TORONTO (Reuters) - The government of the Canadian province of Ontario announced a C$250 million ($200 million) fund on Wednesday that will invest in emerging technology companies amid a credit market crunch that has made it tough to raise venture capital.
Starting in July, the fund will begin investing in clean technology, life sciences, and digital media and communications technology companies.
The money will be doled out over five years and the fund will match small to medium private-sector investments and receive an interest in the companies it backs.
News of the fund comes about a month after a report that found that financing activity in Canada’s venture capital market dropped to its lowest level in 12 years in 2008 as the economic downturn choked the flow of funds to small start-up companies.

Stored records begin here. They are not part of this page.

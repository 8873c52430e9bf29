//! Connection factory: one authenticated real-time connection per simulated user.

use std::sync::Arc;

use nigiwai_shared::time::Clock;
use serde_json::{Value, json};
use url::Url;

use crate::{
    domain::{ActivityTracker, ConnectionHandle, ConnectionId, SessionToken},
    error::TransportError,
    report::{Reporter, user_label},
    transport::{CLIENT_TYPE, GraphqlWsClient, ServerMessage, TransportListener, TransportOptions},
};

/// `connection_init` payload identifying one simulated client
pub fn connection_params(token: &SessionToken, connection_id: ConnectionId) -> Value {
    json!({
        "headers": {
            "X-Session-Token": token.as_str(),
            "X-ClientSessionUUID": connection_id.to_string(),
            "X-ClientType": CLIENT_TYPE,
            "X-ClientIsMobile": "false",
        }
    })
}

/// Routes transport lifecycle events of one connection to its activity
/// tracker, the log and the reporter.
struct ConnectionListener {
    user_index: usize,
    connection_id: ConnectionId,
    activity: Arc<ActivityTracker>,
    clock: Arc<dyn Clock>,
    reporter: Arc<dyn Reporter>,
}

impl TransportListener for ConnectionListener {
    fn on_connecting(&self) {
        tracing::debug!(
            user_index = self.user_index,
            connection_id = %self.connection_id,
            "Connecting"
        );
    }

    fn on_connected(&self) {
        tracing::info!(
            user_index = self.user_index,
            connection_id = %self.connection_id,
            "Connected"
        );
        self.reporter
            .progress(&format!("{} connected", user_label(self.user_index)));
    }

    fn on_message(&self, message: &ServerMessage) {
        self.activity
            .record_message(self.clock.now_millis(), message.is_ping());
    }

    fn on_error(&self, error: &TransportError) {
        tracing::error!(
            user_index = self.user_index,
            connection_id = %self.connection_id,
            "Connection error: {}",
            error
        );
        self.reporter
            .progress(&format!(
            "{} connection error: {}",
            user_label(self.user_index),
            error
        ));
    }

    fn on_closed(&self, code: Option<u16>, reason: &str) {
        tracing::info!(
            user_index = self.user_index,
            connection_id = %self.connection_id,
            code = ?code,
            "Connection closed: {}",
            reason
        );
    }
}

/// Opens real-time connections
#[derive(Clone)]
pub struct ConnectionFactory {
    options: TransportOptions,
    clock: Arc<dyn Clock>,
    reporter: Arc<dyn Reporter>,
}

impl ConnectionFactory {
    pub fn new(options: TransportOptions, clock: Arc<dyn Clock>, reporter: Arc<dyn Reporter>) -> Self {
        Self {
            options,
            clock,
            reporter,
        }
    }

    /// Open a connection for one simulated user.
    ///
    /// The transport starts connecting immediately in the background; this
    /// call does not wait for the handshake.
    ///
    /// # Returns
    ///
    /// The new handle (join gate `AwaitingToken`, zeroed timestamps) and the
    /// client it owns, for issuing operations.
    ///
    /// # Errors
    ///
    /// `TransportError::InvalidRequest` if the transport cannot be
    /// constructed for `endpoint`; no handle is created in that case.
    pub fn open(
        &self,
        endpoint: Url,
        token: &SessionToken,
        connection_id: ConnectionId,
        user_index: usize,
        display_name: String,
    ) -> Result<(ConnectionHandle, Arc<GraphqlWsClient>), TransportError> {
        let activity = Arc::new(ActivityTracker::new());
        let listener = Arc::new(ConnectionListener {
            user_index,
            connection_id,
            activity: activity.clone(),
            clock: self.clock.clone(),
            reporter: self.reporter.clone(),
        });

        let client = Arc::new(GraphqlWsClient::connect(
            endpoint,
            connection_params(token, connection_id),
            self.options.clone(),
            listener,
        )?);

        let handle = ConnectionHandle::new(
            user_index,
            connection_id,
            display_name,
            activity,
            client.clone(),
        );
        Ok((handle, client))
    }
}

Venture capital financing is the lifeblood of many early-stage companies. Without investors willing to shoulder the relatively high risk associated with start-ups, such companies can flounder long before delivering a product to market.
Ontario Research and Innovation Minister John Wilkinson told reporters on Wednesday that if there isn’t enough venture-capital available in the province, “we run the risk of losing a whole generation of great new companies.”
He said if there isn’t adequate funding, companies will either run out of money and fail, or move to jurisdictions where venture capital is more plentiful.
Last year, a total of C$1.3 billion in venture capital was invested in Canada, down from C$2.1 billion in 2007, according to a report by Canada’s Venture Capital and Private Equity Association and news and data company Thomson Reuters.
Aside from the drop in value of financings, the number of companies that received capital was also lower, falling to 371 from 412 in 2007, the report said.